Cadbury’s Kraft sugar rush overdone
Kraft’s initial offer has raised expectations of a higher bid, but while it is likely to have to pay more to win, the take-out prices now being touted are stretching the value of the British confectionery group further than a Curly Wurly.
The multiple paid by Mars to Wrigley — some 17.5 times EBITDA — has encouraged analysts to look for a valuation of 15-16 times forecast 2009 EBITDA, implying a price of 10 pounds or more, against Kraft’s 7.16 pound per share offer after the fall in the Kraft price. The Cadbury share price also gave up some of its gains, but is still well above the value of the bid.
But comparisons with the Wrigley takeover and recent deals — the average multiple for big food deals has been 14 times EBITDA over the last 10 years — do not adequately factor in the higher cost of capital since the Mars deal. As a private company, Mars could also pursue a fully-priced bid without rattling its shareholders.
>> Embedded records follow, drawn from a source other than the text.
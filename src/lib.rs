/*!
 * Socket Kernel Library
 * Kernel-mode socket layer with pluggable protocol families
 */

pub mod core;
pub mod net;

// Re-exports
pub use crate::core::sync::{SyncConfig, WaitError, WaitQueue};
pub use crate::core::types::SockFd;
pub use net::config::NetConfig;
pub use net::device::{DeviceResolver, DeviceTable, NetDevice};
pub use net::family::{Accepted, ConnectProgress, FamilyTable, ProtoFamily, ProtoSocket};
pub use net::socket::{
    ConnectionState, Interest, Linger, MemoryRegistry, ShutdownFlags, SocketManager,
    SocketOptions, SocketRegistry, SocketStats, SyncPort, TimeVal,
};
pub use net::types::{
    AddressFamily, Message, Received, ShutdownHow, SockAddr, SockType, SocketError, SocketResult,
};
/*!
 * System Limits and Constants
 *
 * Centralized location for socket-layer limits, thresholds, and defaults.
 */

// =============================================================================
// SOCKET DESCRIPTORS
// =============================================================================

/// First descriptor handed out by the socket table.
/// Keeps socket descriptors visually distinct from file descriptors.
pub const SOCKET_FD_BASE: u32 = 1000;

// =============================================================================
// TIMEOUTS
// =============================================================================

/// Default connect timeout in milliseconds for blocking connects whose
/// protocol reports "in progress". Zero would mean wait forever.
pub const DEFAULT_CONNECT_TIMEOUT_MS: u64 = 10_000;

// =============================================================================
// BUFFERING
// =============================================================================

/// Default value reported through SO_SNDBUF / SO_RCVBUF
pub const DEFAULT_SOCKET_BUFFER: u32 = 16 * 1024;

/// Default receive low-water mark (SO_RCVLOWAT)
pub const DEFAULT_RCVLOWAT: u32 = 1;

/// Default send low-water mark (SO_SNDLOWAT)
pub const DEFAULT_SNDLOWAT: u32 = 1;

// =============================================================================
// LISTENING
// =============================================================================

/// Backlog used when listen() is called with a non-positive value
pub const DEFAULT_LISTEN_BACKLOG: i32 = 1;

// =============================================================================
// SYNCHRONIZATION
// =============================================================================

/// Number of parking slots for keyed wait strategies (power of 2).
/// Distinct keys may share a slot; waiters re-check their condition on wake.
pub const WAIT_PARKING_SLOTS: usize = 64;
Cadbury’s shareholder base is now heavily skewed towards the United States and there will certainly have been changes since the offer was announced, with arbs leaping in at the prospect of a rare bidding war. Cadbury may be a British institution, but British institutional investors are conspicuous by their absence from the share register. This raises the chance of the company’s fate being decided by these newly-arrived shareholders.
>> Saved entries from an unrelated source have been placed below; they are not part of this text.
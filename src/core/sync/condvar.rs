/*!
 * Condvar Wait Strategy
 *
 * Cross-platform strategy built on parking_lot::Condvar over a fixed
 * array of slots. Keys hash to a slot; colliding keys share a condvar,
 * which only costs spurious wakes that callers already tolerate.
 */

use super::traits::{WaitStrategy, WakeResult};
use crate::core::limits::WAIT_PARKING_SLOTS;
use parking_lot::{Condvar, Mutex};
use std::hash::{Hash, Hasher};
use std::sync::atomic::{AtomicUsize, Ordering};
use std::time::Duration;

const SLOT_MASK: usize = WAIT_PARKING_SLOTS - 1;

/// One parking slot shared by all keys hashing to it
#[repr(C, align(64))]
struct Slot {
    condvar: Condvar,
    mutex: Mutex<()>,
    waiters: AtomicUsize,
}

impl Slot {
    const fn new() -> Self {
        Self {
            condvar: Condvar::new(),
            mutex: Mutex::new(()),
            waiters: AtomicUsize::new(0),
        }
    }
}

/// Condvar-based wait strategy with fixed slot storage.
///
/// Slot addresses are stable for the lifetime of the strategy, which the
/// condvar requires; nothing allocates after construction.
pub struct CondvarWait<K>
where
    K: Eq + Hash + Copy + Send + Sync + 'static,
{
    slots: Box<[Slot; WAIT_PARKING_SLOTS]>,
    _key: std::marker::PhantomData<K>,
}

impl<K> CondvarWait<K>
where
    K: Eq + Hash + Copy + Send + Sync + 'static,
{
    pub fn new() -> Self {
        Self {
            slots: Box::new([const { Slot::new() }; WAIT_PARKING_SLOTS]),
            _key: std::marker::PhantomData,
        }
    }

    #[inline]
    fn slot(&self, key: K) -> &Slot {
        let mut hasher = ahash::AHasher::default();
        key.hash(&mut hasher);
        &self.slots[(hasher.finish() as usize) & SLOT_MASK]
    }
}

impl<K> Default for CondvarWait<K>
where
    K: Eq + Hash + Copy + Send + Sync + 'static,
{
    fn default() -> Self {
        Self::new()
    }
}

impl<K> WaitStrategy<K> for CondvarWait<K>
where
    K: Eq + Hash + Copy + Send + Sync + 'static,
{
    fn wait(&self, key: K, timeout: Option<Duration>) -> bool {
        let slot = self.slot(key);

        slot.waiters.fetch_add(1, Ordering::Relaxed);
        let mut guard = slot.mutex.lock();

        let timed_out = match timeout {
            Some(timeout) => slot.condvar.wait_for(&mut guard, timeout).timed_out(),
            None => {
                slot.condvar.wait(&mut guard);
                false
            }
        };

        drop(guard);
        slot.waiters.fetch_sub(1, Ordering::Relaxed);

        !timed_out
    }

    fn wake_one(&self, key: K) -> WakeResult {
        let slot = self.slot(key);
        if slot.waiters.load(Ordering::Relaxed) == 0 {
            return WakeResult::NoWaiters;
        }
        slot.condvar.notify_one();
        WakeResult::Woken(1)
    }

    fn wake_all(&self, key: K) -> WakeResult {
        let slot = self.slot(key);
        let count = slot.waiters.load(Ordering::Relaxed);
        if count == 0 {
            return WakeResult::NoWaiters;
        }
        slot.condvar.notify_all();
        WakeResult::Woken(count)
    }

    fn waiter_count(&self, key: K) -> usize {
        self.slot(key).waiters.load(Ordering::Relaxed)
    }

    fn name(&self) -> &'static str {
        "condvar"
    }
}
But while Cadbury is a natural fit with Kraft, those expecting more cash in a raised bid may be disappointed.
Kraft is going to be constrained in how far it can push without ringing alarm bells at the ratings agencies. Analysts estimate Kraft’s net debt/EBITDA would rise from three times to four times based on the price it has already offered.
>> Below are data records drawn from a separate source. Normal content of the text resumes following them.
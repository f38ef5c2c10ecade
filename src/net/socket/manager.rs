/*!
 * Socket Manager
 *
 * Owns the socket table and drives every public operation: lifecycle,
 * address binding, the connection state machine, blocking coordination
 * and option handling. Protocol families, the registry, and the device
 * table are injected capabilities.
 *
 * Blocking calls never hold the table while suspended: they validate and
 * snapshot under the entry guard, wait on the sync port, then re-resolve
 * the descriptor before delegating to the protocol endpoint.
 */

use super::blocking;
use super::options::SOL_SOCKET;
use super::port::{Interest, SyncPort};
use super::registry::SocketRegistry;
use super::socket::{Socket, SocketStats};
use super::state::{ConnectionState, ShutdownFlags};
use crate::core::sync::{SyncConfig, WaitQueue};
use crate::core::types::{Backlog, Protocol, SockFd};
use crate::net::config::NetConfig;
use crate::net::device::DeviceResolver;
use crate::net::family::{ConnectProgress, FamilyTable, ProtoSocket};
use crate::net::types::{
    AddressFamily, Message, Received, ShutdownHow, SockAddr, SockType, SocketError, SocketResult,
};
use ahash::RandomState;
use crossbeam_queue::SegQueue;
use dashmap::DashMap;
use log::{error, info, warn};
use std::sync::atomic::{AtomicU32, Ordering};
use std::sync::Arc;

/// The socket layer's public surface
pub struct SocketManager {
    sockets: Arc<DashMap<SockFd, Socket, RandomState>>,
    next_fd: Arc<AtomicU32>,
    // Lock-free free list; closed descriptors are reused before the
    // counter grows
    free_fds: Arc<SegQueue<SockFd>>,
    wait_queue: Arc<WaitQueue<(SockFd, Interest)>>,
    registry: Arc<dyn SocketRegistry>,
    families: Arc<FamilyTable>,
    devices: Arc<dyn DeviceResolver>,
    config: NetConfig,
}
Kraft’s expected annual pre-tax cost synergies of $625 million go some way to repay the premium it may pay for Cadbury, but it will need to find more cost and revenue savings to justify a significantly higher bid. These synergies won’t come for free. Kraft anticipates one-off implementation costs of $1.2 billion in the first three years.
Expectations that the world’s largest food group Nestle could team up with Hershey for a counter-bid have also helped the Cadbury share price. But the regulatory risk would be far greater, and the unhappy experience of the takeover of British brewer Scottish & Newcastle by Heineken and Carlsberg showed the pitfalls of a consortium bid.
So Kraft may not have to raise its bid that much further to shake out enough Cadbury shareholders to win control and become the world’s biggest sweet and chocolate group. It would do well to wait until the initial sugar rush has passed before making its next move.